A nurse is caring for a client with an exacerbation of chronic obstructive pulmonary disease (COPD) and a history of type 2 diabetes mellitus requiring insulin. The client has been prescribed prednisone. The nurse anticipates which need?
- A. Close monitoring for hypotension
- B. Gradually increasing the prednisone dose
- C. Increasing the insulin dose
- D. Monitoring and recording intake and output
Correct Answer: C
Rationale: Prednisone increases blood glucose, necessitating a higher insulin dose in diabetes. Hypotension is not a primary concern, prednisone is not typically titrated upward, and intake/output monitoring is less critical.
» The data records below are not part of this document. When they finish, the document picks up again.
//! Core state and synchronization logic for StickySync boards.
//! This crate is the single source of truth for board invariants.

pub mod config;
pub mod db;
pub mod drag;
pub mod generator;
pub mod logging;
pub mod model;
pub mod session;
pub mod storage;
pub mod store;
pub mod sync;

pub use config::{ConfigError, SessionConfig, SpawnRegion};
pub use db::{open_db, open_db_in_memory, DbError, DbResult};
pub use drag::{DragController, DragError, DragState};
pub use generator::{GenerateError, ResponseGenerator, TemplateGenerator};
pub use logging::{default_log_level, init_logging, logging_status, LoggingConfig, LoggingError};
pub use model::note::{CanvasBounds, LlmModel, Note, NoteColor, NoteId, Point, Position};
pub use model::participant::{Participant, ParticipantId};
pub use model::snapshot::{LogicalClock, SharedSnapshot, SnapshotError};
pub use model::Timestamp;
pub use session::{Session, SessionError, SessionResult};
pub use storage::identity::{load_identity, load_or_create_identity, Identity, IdentityError};
pub use storage::kv::KvStore;
pub use store::note_store::{NoteStore, StoreContents, StoreError, StoreResult};
pub use store::presence::PresenceTracker;
pub use sync::{
    InMemoryMedium, IngestOutcome, MediumError, SharedMedium, SimulatedMedium, SimulationSettings,
    SqliteMedium, SyncEngine, SyncState, TickReport,
};

/// Minimal health-check API for early integration.
pub fn ping() -> &'static str {
    "pong"
}

/// Returns the core crate version.
pub fn core_version() -> &'static str {
    env!("CARGO_PKG_VERSION")
}
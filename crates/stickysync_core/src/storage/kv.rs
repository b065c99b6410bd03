//! Fixed-key string storage in `kv_entries`.

use crate::db::DbResult;
use rusqlite::{params, Connection, OptionalExtension};

/// Thin key-value view over a migrated connection.
pub struct KvStore<'conn> {
    conn: &'conn Connection,
}

impl<'conn> KvStore<'conn> {
    pub fn new(conn: &'conn Connection) -> Self {
        Self { conn }
    }

    pub fn get(&self, key: &str) -> DbResult<Option<String>> {
        let value = self
            .conn
            .query_row(
                "SELECT value FROM kv_entries WHERE key = ?1;",
                [key],
                |row| row.get::<_, String>(0),
            )
            .optional()?;
        Ok(value)
    }

    /// Inserts or overwrites `key` (last writer wins).
    pub fn put(&self, key: &str, value: &str) -> DbResult<()> {
        self.conn.execute(
            "INSERT INTO kv_entries (key, value, updated_at)
             VALUES (?1, ?2, (strftime('%s', 'now') * 1000))
             ON CONFLICT(key) DO UPDATE SET
                value = excluded.value,
                updated_at = excluded.updated_at;",
            params![key, value],
        )?;
        Ok(())
    }

    /// Removes `key`. Returns whether a row existed.
    pub fn delete(&self, key: &str) -> DbResult<bool> {
        let changed = self
            .conn
            .execute("DELETE FROM kv_entries WHERE key = ?1;", [key])?;
        Ok(changed > 0)
    }
}
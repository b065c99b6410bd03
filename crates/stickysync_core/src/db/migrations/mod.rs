//! Schema migration registry and executor.
//!
//! # Invariants
//! - `version` values are strictly increasing.
//! - The applied version is mirrored to `PRAGMA user_version`.
//! - All pending migrations commit in one transaction or not at all.

use crate::db::{DbError, DbResult};
use log::info;
use rusqlite::Connection;

#[derive(Debug, Clone, Copy)]
struct Migration {
    version: u32,
    sql: &'static str,
}

const MIGRATIONS: &[Migration] = &[Migration {
    version: 1,
    sql: include_str!("0001_kv_entries.sql"),
}];

/// Returns the latest schema version this binary understands.
pub fn latest_version() -> u32 {
    MIGRATIONS.last().map_or(0, |migration| migration.version)
}

/// Applies pending migrations.
///
/// # Errors
/// - `DbError::UnsupportedSchemaVersion` when the file was written by a newer build.
pub fn apply_migrations(conn: &mut Connection) -> DbResult<()> {
    let current = schema_version(conn)?;
    let latest = latest_version();

    if current > latest {
        return Err(DbError::UnsupportedSchemaVersion {
            db_version: current,
            latest_supported: latest,
        });
    }
    if current == latest {
        return Ok(());
    }

    let tx = conn.transaction()?;
    for migration in MIGRATIONS.iter().filter(|m| m.version > current) {
        tx.execute_batch(migration.sql)?;
        tx.pragma_update(None, "user_version", migration.version)?;
    }
    tx.commit()?;

    info!(
        "event=db_migrate module=db status=ok from_version={} to_version={}",
        current, latest
    );
    Ok(())
}

/// Reads `PRAGMA user_version`.
pub fn schema_version(conn: &Connection) -> DbResult<u32> {
    Ok(conn.query_row("PRAGMA user_version;", [], |row| row.get::<_, u32>(0))?)
}
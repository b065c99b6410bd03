//! Pointer-driven note dragging.
//!
//! # Invariants
//! - Only a participant allowed to edit a note can start dragging it.
//! - A move recomputes the position from the fixed anchors only, so dropped
//!   or coalesced pointer events never accumulate error.
//! - Only `Position` entries are written while dragging.

use crate::model::note::{NoteId, Point, Position};
use crate::model::participant::ParticipantId;
use crate::store::note_store::{NoteStore, StoreError};
use log::debug;
use std::error::Error;
use std::fmt::{Display, Formatter};

#[derive(Debug, Clone, PartialEq, Eq)]
pub enum DragError {
    /// A drag gesture is already in progress for this note.
    AlreadyDragging(NoteId),
    Store(StoreError),
}

impl Display for DragError {
    fn fmt(&self, f: &mut Formatter<'_>) -> std::fmt::Result {
        match self {
            Self::AlreadyDragging(note_id) => write!(f, "already dragging note {note_id}"),
            Self::Store(err) => write!(f, "{err}"),
        }
    }
}

impl Error for DragError {
    fn source(&self) -> Option<&(dyn Error + 'static)> {
        match self {
            Self::AlreadyDragging(_) => None,
            Self::Store(err) => Some(err),
        }
    }
}

impl From<StoreError> for DragError {
    fn from(value: StoreError) -> Self {
        Self::Store(value)
    }
}

#[derive(Debug, Clone, PartialEq)]
pub enum DragState {
    Idle,
    Dragging {
        note_id: NoteId,
        anchor_pointer: Point,
        anchor_note: Point,
    },
}

#[derive(Debug)]
pub struct DragController {
    state: DragState,
}

impl Default for DragController {
    fn default() -> Self {
        Self::new()
    }
}

impl DragController {
    pub fn new() -> Self {
        Self {
            state: DragState::Idle,
        }
    }

    pub fn state(&self) -> &DragState {
        &self.state
    }

    pub fn dragged_note(&self) -> Option<&NoteId> {
        match &self.state {
            DragState::Idle => None,
            DragState::Dragging { note_id, .. } => Some(note_id),
        }
    }

    /// Starts dragging `note_id`, anchoring pointer and note positions.
    pub fn pointer_down(
        &mut self,
        note_id: &NoteId,
        pointer: Point,
        requester: &ParticipantId,
        store: &NoteStore,
    ) -> Result<(), DragError> {
        if let DragState::Dragging { note_id: active, .. } = &self.state {
            return Err(DragError::AlreadyDragging(active.clone()));
        }
        let note = store
            .get(note_id)
            .ok_or_else(|| StoreError::NotFound(note_id.clone()))?;
        if !note.is_editable_by(requester) {
            return Err(StoreError::Permission {
                note_id: note_id.clone(),
                requester: requester.clone(),
            }
            .into());
        }
        let position = store
            .position(note_id)
            .ok_or_else(|| StoreError::NotFound(note_id.clone()))?;

        self.state = DragState::Dragging {
            note_id: note_id.clone(),
            anchor_pointer: pointer,
            anchor_note: Point::new(position.x, position.y),
        };
        debug!("event=drag_start module=drag status=ok note_id={note_id}");
        Ok(())
    }

    /// Moves the dragged note to `anchor_note + (pointer - anchor_pointer)`,
    /// clamped to the canvas.
    ///
    /// Returns `None` when idle. If the note disappeared mid-drag (deleted
    /// or replaced by a remote snapshot) the drag ends and `None` is
    /// returned.
    pub fn pointer_move(&mut self, pointer: Point, store: &mut NoteStore) -> Option<Position> {
        let DragState::Dragging {
            note_id,
            anchor_pointer,
            anchor_note,
        } = &self.state
        else {
            return None;
        };
        let target = Point::new(
            anchor_note.x + (pointer.x - anchor_pointer.x),
            anchor_note.y + (pointer.y - anchor_pointer.y),
        );
        match store.set_position(note_id, target) {
            Some(position) => Some(position),
            None => {
                debug!("event=drag_abort module=drag status=note_missing note_id={note_id}");
                self.state = DragState::Idle;
                None
            }
        }
    }

    /// Ends the gesture. Returns the note that was being dragged.
    pub fn pointer_up(&mut self) -> Option<NoteId> {
        match std::mem::replace(&mut self.state, DragState::Idle) {
            DragState::Idle => None,
            DragState::Dragging { note_id, .. } => {
                debug!("event=drag_end module=drag status=ok note_id={note_id}");
                Some(note_id)
            }
        }
    }

    /// Drops an in-progress gesture without reporting it.
    pub fn cancel(&mut self) {
        self.state = DragState::Idle;
    }
}

#[cfg(test)]
mod tests {
    use super::{DragController, DragError, DragState};
    use crate::config::SpawnRegion;
    use crate::model::note::{CanvasBounds, LlmModel, NoteColor, NoteId, Point};
    use crate::model::participant::ParticipantId;
    use crate::store::note_store::{NoteStore, StoreError};
    use rand::rngs::StdRng;
    use rand::SeedableRng;

    fn store_with_note_at(x: f64, y: f64) -> (NoteStore, NoteId, ParticipantId) {
        let mut store = NoteStore::with_rng(
            CanvasBounds::default(),
            SpawnRegion::default(),
            StdRng::seed_from_u64(3),
        );
        let owner = ParticipantId::new("u1");
        let note = store
            .create_note(&owner, "t", "p", NoteColor::Yellow, LlmModel::Gpt4, 0)
            .expect("create note");
        store
            .set_position(&note.id, Point::new(x, y))
            .expect("note exists");
        (store, note.id, owner)
    }

    #[test]
    fn move_is_relative_to_fixed_anchor_and_clamped() {
        let (mut store, note_id, owner) = store_with_note_at(50.0, 50.0);
        let mut drag = DragController::new();
        drag.pointer_down(&note_id, Point::new(100.0, 100.0), &owner, &store)
            .expect("owner may drag");

        let moved = drag
            .pointer_move(Point::new(130.0, 80.0), &mut store)
            .expect("dragging");
        assert_eq!((moved.x, moved.y), (80.0, 30.0));

        let clamped = drag
            .pointer_move(Point::new(-500.0, -500.0), &mut store)
            .expect("dragging");
        assert_eq!((clamped.x, clamped.y), (0.0, 0.0));
    }

    #[test]
    fn final_position_ignores_intermediate_events() {
        let (mut store, note_id, owner) = store_with_note_at(50.0, 50.0);
        let mut drag = DragController::new();
        drag.pointer_down(&note_id, Point::new(0.0, 0.0), &owner, &store)
            .expect("owner may drag");
        for step in [Point::new(5.0, 5.0), Point::new(700.0, 2.0), Point::new(9.0, 9.0)] {
            drag.pointer_move(step, &mut store);
        }
        drag.pointer_move(Point::new(10.0, 20.0), &mut store);

        let position = store.position(&note_id).expect("position");
        assert_eq!((position.x, position.y), (60.0, 70.0));
    }

    #[test]
    fn non_owner_cannot_start_drag() {
        let (store, note_id, _) = store_with_note_at(1.0, 1.0);
        let mut drag = DragController::new();
        let err = drag
            .pointer_down(&note_id, Point::default(), &ParticipantId::new("u2"), &store)
            .expect_err("non-owner must be rejected");
        assert!(matches!(err, DragError::Store(StoreError::Permission { .. })));
        assert_eq!(drag.state(), &DragState::Idle);
    }

    #[test]
    fn second_pointer_down_is_rejected_and_pointer_up_reports_note() {
        let (store, note_id, owner) = store_with_note_at(1.0, 1.0);
        let mut drag = DragController::new();
        drag.pointer_down(&note_id, Point::default(), &owner, &store)
            .expect("first drag");
        let err = drag
            .pointer_down(&note_id, Point::default(), &owner, &store)
            .expect_err("second drag");
        assert_eq!(err, DragError::AlreadyDragging(note_id.clone()));

        assert_eq!(drag.pointer_up(), Some(note_id));
        assert_eq!(drag.pointer_up(), None);
    }

    #[test]
    fn drag_ends_when_note_disappears() {
        let (mut store, note_id, owner) = store_with_note_at(1.0, 1.0);
        let mut drag = DragController::new();
        drag.pointer_down(&note_id, Point::default(), &owner, &store)
            .expect("drag");
        store.delete_note(&note_id, &owner).expect("delete");

        assert!(drag.pointer_move(Point::new(3.0, 3.0), &mut store).is_none());
        assert!(drag.dragged_note().is_none());
    }
}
A client with cancer of the stomach has a gastric resection. The nurse should tell the client that following surgery:
- A. He can eat any type food he wants to eat.
- B. Proteins and vitamins will assist with healing.
- C. He will only be able to have high-calorie liquids.
- D. Increasing his fat intake will help promote healing.
Correct Answer: B
Rationale: Proteins and vitamins support tissue repair post-gastrectomy. Any food may cause dumping syndrome. High-calorie liquids are too restrictive. High fat delays gastric emptying.